International Journal of Infectious Diseases ; 116:S86, 2022.
Article in English | EMBASE | ID: covidwho-1734445


Purpose: The origin of the current COVID-19 pandemic is unknown but horseshoe bats, of the family Rhinolophidae, are natural hosts to a suite of sarbecoviruses. Global surveillance is key to monitoring potentially pathogenic viral strains and improving the capacity for surveillance across Europe will bolster our understanding of viral populations within zoonotic reservoirs. Methods & Materials: Faecal samples were collected from Lesser horseshoe bats (Rhinolophus hipposideros) in the UK during annual population monitoring surveys, stored in RNAlater and frozen prior to genomic analysis. For metagenomic analysis, the Sequence-independent Single-Primer Amplification (SISPA) method was employed and sequencing completed using Illumina Nextera and the Oxford Nanopore GridION platforms. Results: A De novo hybrid assembly utilising shorter Illumina reads with longer Nanopore reads acting as a scaffold, generated a 29kb contig named RhGB01. Mapping raw reads against RhGB01 demonstrated a combined depth of 50x across the genome. Sequence alignment exhibits genomic organisation comparable to other sarbecoviruses isolated from animal and human hosts. Within the receptor binding domain, but excluding the receptor binding motif, RhGB01 has 77% and 81% amino acid homology compared to SARS-CoV-2 and SARS respectively.

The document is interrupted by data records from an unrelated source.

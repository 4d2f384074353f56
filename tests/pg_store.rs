//! Runs against a real Postgres. Point `FWCMDB_TEST_DATABASE_URL` at a
//! throwaway database and run with `--ignored`.

use fwcmdb::db::{ensure_schema, PgStore};
use fwcmdb::{Entry, EntryFields, Repository};
use postgres::{Client, NoTls};
use std::env;

fn client() -> Client {
    let url = env::var("FWCMDB_TEST_DATABASE_URL").expect("FWCMDB_TEST_DATABASE_URL not set");
    let mut client = Client::connect(&url, NoTls).unwrap();
    client.batch_execute("DROP TABLE IF EXISTS entries").unwrap();
    ensure_schema(&mut client).unwrap();
    client
}

fn entry(vmname: &str, comment: &str) -> Entry {
    Entry::construct(EntryFields {
        vmname: vmname.to_string(),
        comment: comment.to_string(),
        source: "10.0.0.0/24".to_string(),
        service: "SSH".to_string(),
        input_source: "manual".to_string(),
        ..EntryFields::default()
    })
    .unwrap()
}

#[test]
#[ignore]
fn postgres_roundtrip() {
    let repo = Repository::new(PgStore::new(client()));

    let id = repo.insert_or_get(&entry("web01", "rule1")).unwrap();
    assert_eq!(repo.insert_or_get(&entry("web01", "rule1")).unwrap(), id);
    repo.insert_or_get(&entry("db02", "rule2")).unwrap();

    let stored = repo.get_by_id(id).unwrap();
    assert_eq!(stored.vmname(), "web01");
    assert_eq!(stored.action(), "allow");
    assert_eq!(repo.get_all().unwrap().len(), 2);

    repo.delete_by_id(id).unwrap();
    repo.delete_by_id(id).unwrap();
    assert!(repo.get_by_id(id).unwrap_err().is_not_found());
    assert_eq!(repo.get_for_vmname("db02").unwrap().len(), 1);
}

/// Deterministic, poorly compressible text so the row cannot shrink below
/// the btree entry limit through TOAST compression.
fn noise(len: usize) -> String {
    let alphabet: Vec<char> = "abcdefghijklmnopqrstuvwxyzABCDEFGHIJKLMNOPQRSTUVWXYZ0123456789"
        .chars()
        .collect();
    let mut state: u64 = 0x9e37_79b9_7f4a_7c15;
    (0..len)
        .map(|_| {
            state ^= state << 13;
            state ^= state >> 7;
            state ^= state << 17;
            alphabet[(state % alphabet.len() as u64) as usize]
        })
        .collect()
}

#[test]
#[ignore]
fn postgres_long_comment_dedups() {
    let repo = Repository::new(PgStore::new(client()));
    let comment = noise(4000);

    let id = repo.insert_or_get(&entry("web01", &comment)).unwrap();
    assert_eq!(repo.insert_or_get(&entry("web01", &comment)).unwrap(), id);
    assert_eq!(repo.get_by_id(id).unwrap().comment(), comment);
    assert_eq!(repo.get_all().unwrap().len(), 1);
}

Maximum likelihood phylogenies inferred from the nucleotide sequence of RNA dependent RNA polymerase, spike glycoprotein and entire coding sequence exhibit clustering with the only other fully sequenced zoonotic Sarbecovirus from Europe which was isolated from Rhinolophus blasii. The structure of the receptor binding domain of RhGB01 was predicted by homology modelling using a crystal structure of the receptor binding domain of SARS-CoV as a template. This model was selected with a Global Model Quality Estimate (GMQE) > 0.7 and Quaternary Structure Quality Estimate (QMEAN) of -2.18. Structural comparisons between the predicted receptor binding domain of RhGB01 and SARS-CoV-2 highlight structurally different regions which house hACE2 contact residues. Conclusion: Phylogenetic inference and structural modelling suggest an absence of pathogenic potential for RhGB01. However, the discovery of a novel Sarbecovirus at the western limit of Lesser horseshoe bats demonstrates their presence throughout the entire horseshoe bat distribution and indicates the need for viral surveillance systems in Western Europe.